WHAT NEEDS TO BE DONE — Which lines of the entries hold the string "args"? Copy each one.

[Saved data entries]
————

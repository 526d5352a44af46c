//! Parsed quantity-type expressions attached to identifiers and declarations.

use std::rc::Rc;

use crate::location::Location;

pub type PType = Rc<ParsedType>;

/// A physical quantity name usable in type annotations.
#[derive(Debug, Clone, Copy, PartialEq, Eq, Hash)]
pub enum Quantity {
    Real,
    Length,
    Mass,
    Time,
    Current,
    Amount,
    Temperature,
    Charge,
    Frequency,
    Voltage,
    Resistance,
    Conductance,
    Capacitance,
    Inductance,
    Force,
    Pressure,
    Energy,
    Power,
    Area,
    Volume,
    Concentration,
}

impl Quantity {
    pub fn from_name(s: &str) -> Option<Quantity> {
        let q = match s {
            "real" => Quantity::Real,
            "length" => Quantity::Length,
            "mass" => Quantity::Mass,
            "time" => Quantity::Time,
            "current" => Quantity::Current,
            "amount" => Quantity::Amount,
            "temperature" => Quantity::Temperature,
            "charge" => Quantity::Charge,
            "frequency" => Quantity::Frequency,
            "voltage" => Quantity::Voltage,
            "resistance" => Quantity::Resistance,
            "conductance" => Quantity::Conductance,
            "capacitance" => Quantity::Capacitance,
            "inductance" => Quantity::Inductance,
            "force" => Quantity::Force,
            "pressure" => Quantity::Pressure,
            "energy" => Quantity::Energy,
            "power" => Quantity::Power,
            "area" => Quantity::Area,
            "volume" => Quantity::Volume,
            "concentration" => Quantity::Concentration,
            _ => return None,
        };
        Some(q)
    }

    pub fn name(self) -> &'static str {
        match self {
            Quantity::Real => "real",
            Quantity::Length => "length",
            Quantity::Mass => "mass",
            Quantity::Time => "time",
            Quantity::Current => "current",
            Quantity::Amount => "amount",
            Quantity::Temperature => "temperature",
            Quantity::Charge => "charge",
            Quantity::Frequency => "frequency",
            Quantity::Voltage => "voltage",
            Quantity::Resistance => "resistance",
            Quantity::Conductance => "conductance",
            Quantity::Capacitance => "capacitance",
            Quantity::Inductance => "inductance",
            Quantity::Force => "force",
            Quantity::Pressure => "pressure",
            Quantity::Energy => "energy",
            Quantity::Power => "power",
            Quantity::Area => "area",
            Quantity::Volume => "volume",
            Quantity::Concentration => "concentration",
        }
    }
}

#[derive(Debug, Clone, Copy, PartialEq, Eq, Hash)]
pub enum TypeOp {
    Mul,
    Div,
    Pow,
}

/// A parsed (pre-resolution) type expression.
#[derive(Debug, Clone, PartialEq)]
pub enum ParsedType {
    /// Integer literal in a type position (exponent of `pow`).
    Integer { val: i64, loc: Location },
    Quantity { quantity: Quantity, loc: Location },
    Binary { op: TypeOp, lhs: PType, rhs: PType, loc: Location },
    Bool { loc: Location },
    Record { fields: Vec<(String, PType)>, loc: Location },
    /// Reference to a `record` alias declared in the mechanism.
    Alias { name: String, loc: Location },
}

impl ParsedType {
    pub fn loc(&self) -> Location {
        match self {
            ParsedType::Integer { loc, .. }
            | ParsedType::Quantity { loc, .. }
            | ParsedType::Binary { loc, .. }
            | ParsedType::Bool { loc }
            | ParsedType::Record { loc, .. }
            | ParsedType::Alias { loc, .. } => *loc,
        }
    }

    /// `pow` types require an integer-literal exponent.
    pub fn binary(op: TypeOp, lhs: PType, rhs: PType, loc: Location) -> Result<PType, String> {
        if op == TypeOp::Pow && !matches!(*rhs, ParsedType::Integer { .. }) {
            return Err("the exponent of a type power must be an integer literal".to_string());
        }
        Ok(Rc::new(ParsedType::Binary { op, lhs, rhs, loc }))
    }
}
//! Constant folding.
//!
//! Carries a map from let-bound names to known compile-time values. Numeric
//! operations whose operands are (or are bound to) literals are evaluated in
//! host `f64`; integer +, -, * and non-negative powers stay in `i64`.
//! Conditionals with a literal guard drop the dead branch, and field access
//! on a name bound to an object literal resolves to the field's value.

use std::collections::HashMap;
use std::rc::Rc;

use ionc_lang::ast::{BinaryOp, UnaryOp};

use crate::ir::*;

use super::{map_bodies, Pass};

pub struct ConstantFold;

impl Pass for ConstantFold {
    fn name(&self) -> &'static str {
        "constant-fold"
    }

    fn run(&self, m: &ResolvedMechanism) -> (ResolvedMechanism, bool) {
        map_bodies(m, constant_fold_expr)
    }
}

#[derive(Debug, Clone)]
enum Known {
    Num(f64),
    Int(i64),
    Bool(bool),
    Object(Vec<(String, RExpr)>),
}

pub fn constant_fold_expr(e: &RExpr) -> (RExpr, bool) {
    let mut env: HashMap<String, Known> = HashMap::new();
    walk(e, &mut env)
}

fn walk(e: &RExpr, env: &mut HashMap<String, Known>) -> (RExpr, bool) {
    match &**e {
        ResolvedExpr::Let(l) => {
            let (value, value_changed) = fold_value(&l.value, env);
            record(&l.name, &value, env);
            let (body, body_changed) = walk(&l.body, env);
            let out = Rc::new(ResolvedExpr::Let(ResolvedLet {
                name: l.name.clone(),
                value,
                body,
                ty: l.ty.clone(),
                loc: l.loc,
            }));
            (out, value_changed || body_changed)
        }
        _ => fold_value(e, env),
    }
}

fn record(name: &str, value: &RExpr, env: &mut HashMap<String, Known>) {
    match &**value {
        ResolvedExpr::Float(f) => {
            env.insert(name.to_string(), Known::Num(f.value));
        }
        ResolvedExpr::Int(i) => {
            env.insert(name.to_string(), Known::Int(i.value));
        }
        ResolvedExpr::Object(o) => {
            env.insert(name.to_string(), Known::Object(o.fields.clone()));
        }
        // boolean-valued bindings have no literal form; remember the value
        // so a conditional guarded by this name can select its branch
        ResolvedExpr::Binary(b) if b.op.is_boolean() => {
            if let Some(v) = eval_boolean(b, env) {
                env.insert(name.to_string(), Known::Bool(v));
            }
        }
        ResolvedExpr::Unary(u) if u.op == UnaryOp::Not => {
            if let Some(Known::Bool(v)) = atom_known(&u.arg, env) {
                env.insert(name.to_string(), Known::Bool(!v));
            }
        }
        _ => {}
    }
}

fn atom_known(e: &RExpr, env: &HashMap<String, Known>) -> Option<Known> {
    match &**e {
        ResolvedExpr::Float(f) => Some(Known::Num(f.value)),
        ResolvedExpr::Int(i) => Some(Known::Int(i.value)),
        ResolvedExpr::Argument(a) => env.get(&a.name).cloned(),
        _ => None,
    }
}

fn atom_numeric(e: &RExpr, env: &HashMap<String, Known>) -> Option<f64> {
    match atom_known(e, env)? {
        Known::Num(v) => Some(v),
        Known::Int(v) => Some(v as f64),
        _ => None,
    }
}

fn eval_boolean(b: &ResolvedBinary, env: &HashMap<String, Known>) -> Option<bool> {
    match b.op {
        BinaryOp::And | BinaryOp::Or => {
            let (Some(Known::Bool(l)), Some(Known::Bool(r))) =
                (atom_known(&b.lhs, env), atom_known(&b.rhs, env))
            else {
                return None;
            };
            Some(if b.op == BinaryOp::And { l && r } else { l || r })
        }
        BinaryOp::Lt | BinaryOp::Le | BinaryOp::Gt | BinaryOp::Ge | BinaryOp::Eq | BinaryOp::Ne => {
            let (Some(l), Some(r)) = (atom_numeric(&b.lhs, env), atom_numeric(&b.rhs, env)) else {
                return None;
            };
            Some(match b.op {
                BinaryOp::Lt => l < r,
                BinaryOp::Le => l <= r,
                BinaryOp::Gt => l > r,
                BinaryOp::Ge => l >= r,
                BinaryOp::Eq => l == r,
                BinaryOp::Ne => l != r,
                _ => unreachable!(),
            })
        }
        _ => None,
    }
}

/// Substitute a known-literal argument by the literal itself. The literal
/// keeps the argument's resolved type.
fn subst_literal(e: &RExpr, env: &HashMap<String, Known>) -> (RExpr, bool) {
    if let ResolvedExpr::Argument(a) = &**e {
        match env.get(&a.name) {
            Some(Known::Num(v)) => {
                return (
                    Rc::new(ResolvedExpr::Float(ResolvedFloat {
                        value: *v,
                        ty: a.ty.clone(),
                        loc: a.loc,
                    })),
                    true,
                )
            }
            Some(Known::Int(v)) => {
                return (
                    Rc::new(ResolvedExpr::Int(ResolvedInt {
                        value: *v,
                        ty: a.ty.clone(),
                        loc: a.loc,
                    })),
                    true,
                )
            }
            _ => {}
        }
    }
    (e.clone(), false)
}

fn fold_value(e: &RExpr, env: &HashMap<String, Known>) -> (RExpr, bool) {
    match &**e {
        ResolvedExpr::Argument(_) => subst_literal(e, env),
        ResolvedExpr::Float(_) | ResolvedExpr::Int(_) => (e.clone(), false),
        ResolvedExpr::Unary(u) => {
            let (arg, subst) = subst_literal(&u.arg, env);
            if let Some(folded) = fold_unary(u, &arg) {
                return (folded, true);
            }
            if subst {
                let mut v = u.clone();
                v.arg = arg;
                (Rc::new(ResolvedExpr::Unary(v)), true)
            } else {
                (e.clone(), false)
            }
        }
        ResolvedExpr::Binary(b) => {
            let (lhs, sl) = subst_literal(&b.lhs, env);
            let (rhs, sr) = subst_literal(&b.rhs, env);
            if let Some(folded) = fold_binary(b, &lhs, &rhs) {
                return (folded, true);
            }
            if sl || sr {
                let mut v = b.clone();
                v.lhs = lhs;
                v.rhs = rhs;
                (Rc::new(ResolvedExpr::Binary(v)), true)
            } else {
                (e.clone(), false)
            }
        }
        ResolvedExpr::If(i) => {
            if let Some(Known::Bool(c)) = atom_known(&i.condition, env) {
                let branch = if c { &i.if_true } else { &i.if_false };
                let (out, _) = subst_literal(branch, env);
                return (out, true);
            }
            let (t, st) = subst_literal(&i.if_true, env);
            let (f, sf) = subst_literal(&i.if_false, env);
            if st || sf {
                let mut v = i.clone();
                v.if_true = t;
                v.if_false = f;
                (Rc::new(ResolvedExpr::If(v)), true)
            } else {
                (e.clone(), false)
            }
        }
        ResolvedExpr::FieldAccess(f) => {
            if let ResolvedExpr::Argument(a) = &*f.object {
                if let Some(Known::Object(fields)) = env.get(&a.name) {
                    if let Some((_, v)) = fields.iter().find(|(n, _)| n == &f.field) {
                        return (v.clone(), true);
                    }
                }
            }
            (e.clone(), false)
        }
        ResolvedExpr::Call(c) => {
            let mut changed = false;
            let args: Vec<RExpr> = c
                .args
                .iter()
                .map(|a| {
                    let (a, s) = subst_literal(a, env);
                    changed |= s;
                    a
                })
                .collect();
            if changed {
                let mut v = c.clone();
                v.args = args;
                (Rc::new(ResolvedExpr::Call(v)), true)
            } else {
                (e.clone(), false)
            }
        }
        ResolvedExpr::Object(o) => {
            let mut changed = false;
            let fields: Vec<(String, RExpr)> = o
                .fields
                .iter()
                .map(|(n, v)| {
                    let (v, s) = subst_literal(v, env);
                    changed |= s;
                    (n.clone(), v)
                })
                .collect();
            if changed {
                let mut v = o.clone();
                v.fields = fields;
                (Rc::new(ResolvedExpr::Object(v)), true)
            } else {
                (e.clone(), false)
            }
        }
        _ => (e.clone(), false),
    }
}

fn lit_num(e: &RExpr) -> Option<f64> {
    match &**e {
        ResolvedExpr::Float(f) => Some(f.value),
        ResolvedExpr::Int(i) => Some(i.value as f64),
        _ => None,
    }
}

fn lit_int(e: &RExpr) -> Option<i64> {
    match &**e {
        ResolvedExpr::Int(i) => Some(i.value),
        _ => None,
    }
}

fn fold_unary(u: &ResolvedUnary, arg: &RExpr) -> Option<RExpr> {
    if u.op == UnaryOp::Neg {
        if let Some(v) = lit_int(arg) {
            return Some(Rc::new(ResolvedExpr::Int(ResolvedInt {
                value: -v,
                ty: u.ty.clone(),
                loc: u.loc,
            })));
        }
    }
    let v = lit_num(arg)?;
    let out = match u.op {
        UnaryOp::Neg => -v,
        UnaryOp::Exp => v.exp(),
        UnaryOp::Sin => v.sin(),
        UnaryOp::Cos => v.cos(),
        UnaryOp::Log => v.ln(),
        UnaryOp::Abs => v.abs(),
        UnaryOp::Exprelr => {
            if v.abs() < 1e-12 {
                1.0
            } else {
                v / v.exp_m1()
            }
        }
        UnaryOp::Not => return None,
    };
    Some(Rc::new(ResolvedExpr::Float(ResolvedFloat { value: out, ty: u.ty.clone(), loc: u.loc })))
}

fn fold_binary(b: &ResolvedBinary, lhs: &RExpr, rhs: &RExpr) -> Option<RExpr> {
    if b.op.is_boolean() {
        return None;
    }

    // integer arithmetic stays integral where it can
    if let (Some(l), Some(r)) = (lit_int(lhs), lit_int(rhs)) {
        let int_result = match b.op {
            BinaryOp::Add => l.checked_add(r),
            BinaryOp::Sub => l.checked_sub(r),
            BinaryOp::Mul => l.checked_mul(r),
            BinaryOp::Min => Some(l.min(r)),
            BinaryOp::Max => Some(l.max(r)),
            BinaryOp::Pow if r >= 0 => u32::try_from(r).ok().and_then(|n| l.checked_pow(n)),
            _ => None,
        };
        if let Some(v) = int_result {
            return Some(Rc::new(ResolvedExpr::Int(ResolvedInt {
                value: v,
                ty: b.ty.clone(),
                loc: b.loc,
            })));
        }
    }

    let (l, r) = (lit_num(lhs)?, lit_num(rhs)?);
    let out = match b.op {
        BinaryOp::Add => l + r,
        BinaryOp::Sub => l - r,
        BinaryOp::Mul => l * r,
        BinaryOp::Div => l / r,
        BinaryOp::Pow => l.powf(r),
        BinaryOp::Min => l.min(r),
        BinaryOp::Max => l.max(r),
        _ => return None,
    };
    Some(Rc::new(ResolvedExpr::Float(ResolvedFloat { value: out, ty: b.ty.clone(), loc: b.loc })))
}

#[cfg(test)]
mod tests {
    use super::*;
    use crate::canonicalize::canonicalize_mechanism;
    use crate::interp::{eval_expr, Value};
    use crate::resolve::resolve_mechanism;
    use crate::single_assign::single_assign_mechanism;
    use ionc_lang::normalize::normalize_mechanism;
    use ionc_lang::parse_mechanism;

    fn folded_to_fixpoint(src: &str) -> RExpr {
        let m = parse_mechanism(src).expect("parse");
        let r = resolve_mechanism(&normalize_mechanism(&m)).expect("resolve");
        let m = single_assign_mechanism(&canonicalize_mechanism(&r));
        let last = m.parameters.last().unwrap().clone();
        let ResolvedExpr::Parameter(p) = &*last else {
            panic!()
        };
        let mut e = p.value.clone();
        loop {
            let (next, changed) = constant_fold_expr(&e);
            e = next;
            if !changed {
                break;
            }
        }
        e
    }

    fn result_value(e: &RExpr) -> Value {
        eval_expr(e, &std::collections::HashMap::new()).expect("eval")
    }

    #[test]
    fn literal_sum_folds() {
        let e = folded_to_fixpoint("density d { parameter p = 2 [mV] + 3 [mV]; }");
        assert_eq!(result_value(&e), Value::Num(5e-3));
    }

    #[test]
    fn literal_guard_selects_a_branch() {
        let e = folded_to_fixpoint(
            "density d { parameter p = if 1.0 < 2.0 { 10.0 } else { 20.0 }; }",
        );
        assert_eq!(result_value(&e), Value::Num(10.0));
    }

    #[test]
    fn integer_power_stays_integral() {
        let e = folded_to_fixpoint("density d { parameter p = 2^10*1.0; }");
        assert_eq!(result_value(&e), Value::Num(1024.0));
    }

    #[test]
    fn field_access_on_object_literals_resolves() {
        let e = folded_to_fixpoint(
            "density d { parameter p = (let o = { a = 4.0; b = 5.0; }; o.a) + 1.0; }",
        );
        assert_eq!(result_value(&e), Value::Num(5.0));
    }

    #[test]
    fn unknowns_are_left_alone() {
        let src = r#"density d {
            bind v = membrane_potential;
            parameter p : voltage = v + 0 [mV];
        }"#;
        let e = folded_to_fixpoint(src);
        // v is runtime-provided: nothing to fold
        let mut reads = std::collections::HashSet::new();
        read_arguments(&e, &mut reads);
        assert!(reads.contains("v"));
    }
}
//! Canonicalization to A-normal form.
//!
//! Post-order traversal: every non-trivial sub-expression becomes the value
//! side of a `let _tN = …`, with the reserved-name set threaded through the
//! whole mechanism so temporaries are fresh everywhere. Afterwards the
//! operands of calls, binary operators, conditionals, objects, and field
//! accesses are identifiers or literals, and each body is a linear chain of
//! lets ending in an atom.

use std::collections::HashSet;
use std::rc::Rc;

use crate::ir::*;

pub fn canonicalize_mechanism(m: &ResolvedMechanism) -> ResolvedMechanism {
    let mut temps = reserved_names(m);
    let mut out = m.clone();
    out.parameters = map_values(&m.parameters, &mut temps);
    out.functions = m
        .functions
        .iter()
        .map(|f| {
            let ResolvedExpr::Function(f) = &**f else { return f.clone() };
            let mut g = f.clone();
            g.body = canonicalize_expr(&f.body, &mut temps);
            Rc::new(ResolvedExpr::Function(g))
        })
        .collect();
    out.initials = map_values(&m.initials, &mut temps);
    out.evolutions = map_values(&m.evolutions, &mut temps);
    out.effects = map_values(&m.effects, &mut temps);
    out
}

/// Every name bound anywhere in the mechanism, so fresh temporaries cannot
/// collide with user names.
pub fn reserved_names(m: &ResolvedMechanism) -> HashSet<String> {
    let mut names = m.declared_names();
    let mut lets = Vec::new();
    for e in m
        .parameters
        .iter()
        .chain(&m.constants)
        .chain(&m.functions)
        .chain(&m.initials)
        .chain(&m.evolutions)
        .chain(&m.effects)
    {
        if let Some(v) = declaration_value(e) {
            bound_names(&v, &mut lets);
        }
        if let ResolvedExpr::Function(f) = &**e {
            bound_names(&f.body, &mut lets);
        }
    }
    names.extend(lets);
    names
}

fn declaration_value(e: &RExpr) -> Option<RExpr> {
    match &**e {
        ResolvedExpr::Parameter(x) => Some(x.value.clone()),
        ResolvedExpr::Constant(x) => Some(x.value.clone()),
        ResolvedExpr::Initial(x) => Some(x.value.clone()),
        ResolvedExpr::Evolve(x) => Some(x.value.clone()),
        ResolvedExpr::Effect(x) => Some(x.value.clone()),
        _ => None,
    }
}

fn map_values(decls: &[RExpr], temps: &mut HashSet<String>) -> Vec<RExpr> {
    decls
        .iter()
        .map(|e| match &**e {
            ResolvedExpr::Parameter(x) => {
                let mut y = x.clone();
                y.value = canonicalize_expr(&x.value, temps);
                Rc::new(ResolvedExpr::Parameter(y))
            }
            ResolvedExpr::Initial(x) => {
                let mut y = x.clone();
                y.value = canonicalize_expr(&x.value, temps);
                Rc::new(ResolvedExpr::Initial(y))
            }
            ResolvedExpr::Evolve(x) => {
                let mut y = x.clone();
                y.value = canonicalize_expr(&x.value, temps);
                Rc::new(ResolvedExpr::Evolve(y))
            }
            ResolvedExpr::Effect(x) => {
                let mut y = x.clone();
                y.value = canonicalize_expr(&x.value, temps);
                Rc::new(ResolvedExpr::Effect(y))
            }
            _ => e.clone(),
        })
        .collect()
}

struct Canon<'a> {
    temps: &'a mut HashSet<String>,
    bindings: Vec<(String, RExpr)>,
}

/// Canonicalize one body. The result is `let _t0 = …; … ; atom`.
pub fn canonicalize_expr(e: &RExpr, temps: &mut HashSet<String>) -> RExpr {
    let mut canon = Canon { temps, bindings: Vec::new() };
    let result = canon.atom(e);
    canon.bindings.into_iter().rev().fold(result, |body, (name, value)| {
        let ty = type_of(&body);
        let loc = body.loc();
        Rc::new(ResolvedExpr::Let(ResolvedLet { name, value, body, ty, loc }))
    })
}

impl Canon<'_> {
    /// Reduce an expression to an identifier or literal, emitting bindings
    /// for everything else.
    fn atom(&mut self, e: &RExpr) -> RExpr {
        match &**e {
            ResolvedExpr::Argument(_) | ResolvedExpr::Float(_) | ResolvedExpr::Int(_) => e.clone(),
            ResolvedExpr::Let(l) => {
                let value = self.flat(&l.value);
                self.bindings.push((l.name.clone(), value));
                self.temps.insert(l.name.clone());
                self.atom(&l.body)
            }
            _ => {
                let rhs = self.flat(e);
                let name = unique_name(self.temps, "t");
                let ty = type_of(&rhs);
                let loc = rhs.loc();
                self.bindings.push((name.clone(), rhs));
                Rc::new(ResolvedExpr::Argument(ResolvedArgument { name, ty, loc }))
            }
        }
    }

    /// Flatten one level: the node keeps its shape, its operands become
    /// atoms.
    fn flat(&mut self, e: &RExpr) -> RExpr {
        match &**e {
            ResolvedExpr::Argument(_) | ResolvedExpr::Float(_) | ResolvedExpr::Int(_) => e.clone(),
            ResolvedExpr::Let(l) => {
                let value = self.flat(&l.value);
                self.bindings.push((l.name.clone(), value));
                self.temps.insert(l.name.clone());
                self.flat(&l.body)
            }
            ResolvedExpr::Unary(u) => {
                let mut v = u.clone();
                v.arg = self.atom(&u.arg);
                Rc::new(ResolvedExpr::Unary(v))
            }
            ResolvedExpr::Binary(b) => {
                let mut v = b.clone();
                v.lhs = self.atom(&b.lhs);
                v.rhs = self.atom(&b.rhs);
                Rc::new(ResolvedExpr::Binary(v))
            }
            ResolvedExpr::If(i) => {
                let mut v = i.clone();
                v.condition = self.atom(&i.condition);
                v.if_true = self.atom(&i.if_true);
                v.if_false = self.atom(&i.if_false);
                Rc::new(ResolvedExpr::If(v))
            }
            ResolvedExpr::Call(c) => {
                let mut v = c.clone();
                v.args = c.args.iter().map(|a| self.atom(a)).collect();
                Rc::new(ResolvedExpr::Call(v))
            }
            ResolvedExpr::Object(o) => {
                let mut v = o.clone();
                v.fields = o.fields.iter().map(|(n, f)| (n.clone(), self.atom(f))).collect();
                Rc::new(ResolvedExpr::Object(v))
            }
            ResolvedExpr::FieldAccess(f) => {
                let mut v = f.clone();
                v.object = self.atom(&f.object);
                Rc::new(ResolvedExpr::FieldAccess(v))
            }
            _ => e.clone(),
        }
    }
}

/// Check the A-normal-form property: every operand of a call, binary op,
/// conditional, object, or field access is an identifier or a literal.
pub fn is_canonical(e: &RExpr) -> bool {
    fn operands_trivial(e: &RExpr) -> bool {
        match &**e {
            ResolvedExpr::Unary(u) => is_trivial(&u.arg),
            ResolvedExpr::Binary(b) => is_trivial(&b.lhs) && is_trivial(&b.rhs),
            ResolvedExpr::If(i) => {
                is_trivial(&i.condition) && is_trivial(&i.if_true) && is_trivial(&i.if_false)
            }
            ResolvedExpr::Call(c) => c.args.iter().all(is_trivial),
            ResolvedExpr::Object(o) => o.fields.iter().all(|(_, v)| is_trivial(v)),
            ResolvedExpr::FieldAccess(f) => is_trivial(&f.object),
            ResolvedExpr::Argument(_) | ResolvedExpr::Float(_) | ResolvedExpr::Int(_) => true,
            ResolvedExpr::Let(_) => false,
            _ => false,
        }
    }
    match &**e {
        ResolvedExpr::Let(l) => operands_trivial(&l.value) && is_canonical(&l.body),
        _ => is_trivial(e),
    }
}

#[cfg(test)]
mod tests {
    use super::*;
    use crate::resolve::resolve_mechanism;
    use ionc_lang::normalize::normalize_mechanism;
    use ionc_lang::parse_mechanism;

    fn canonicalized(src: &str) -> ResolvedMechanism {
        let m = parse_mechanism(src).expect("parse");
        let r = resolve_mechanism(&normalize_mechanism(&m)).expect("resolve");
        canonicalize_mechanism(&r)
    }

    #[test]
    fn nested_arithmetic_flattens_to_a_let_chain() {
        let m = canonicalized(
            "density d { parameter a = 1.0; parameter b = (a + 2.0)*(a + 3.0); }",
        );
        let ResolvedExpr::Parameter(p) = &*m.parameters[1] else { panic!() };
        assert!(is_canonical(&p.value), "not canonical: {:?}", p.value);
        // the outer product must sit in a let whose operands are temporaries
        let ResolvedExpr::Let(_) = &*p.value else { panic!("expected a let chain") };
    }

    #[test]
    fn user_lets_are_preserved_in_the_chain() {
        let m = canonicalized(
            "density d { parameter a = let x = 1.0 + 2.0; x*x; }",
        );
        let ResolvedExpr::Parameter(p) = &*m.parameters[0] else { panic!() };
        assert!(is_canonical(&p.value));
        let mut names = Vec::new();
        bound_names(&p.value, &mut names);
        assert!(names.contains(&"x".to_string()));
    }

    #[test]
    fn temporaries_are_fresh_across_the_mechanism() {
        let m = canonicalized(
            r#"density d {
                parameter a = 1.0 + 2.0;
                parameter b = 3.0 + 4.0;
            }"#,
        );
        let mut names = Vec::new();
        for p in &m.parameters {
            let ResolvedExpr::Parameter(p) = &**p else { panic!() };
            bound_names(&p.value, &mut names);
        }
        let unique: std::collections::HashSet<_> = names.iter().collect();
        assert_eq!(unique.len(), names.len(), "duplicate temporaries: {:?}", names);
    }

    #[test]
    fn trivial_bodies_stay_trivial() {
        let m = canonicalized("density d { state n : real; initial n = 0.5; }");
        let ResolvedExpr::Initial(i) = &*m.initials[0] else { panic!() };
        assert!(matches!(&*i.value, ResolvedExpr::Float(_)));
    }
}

————

SOLUTION FOR THIS TASK —
            let args: Vec<RExpr> = c
                .args
                v.args = args;
                v.args = c.args.iter().map(|a| self.atom(a)).collect();
            ResolvedExpr::Call(c) => c.args.iter().all(is_trivial),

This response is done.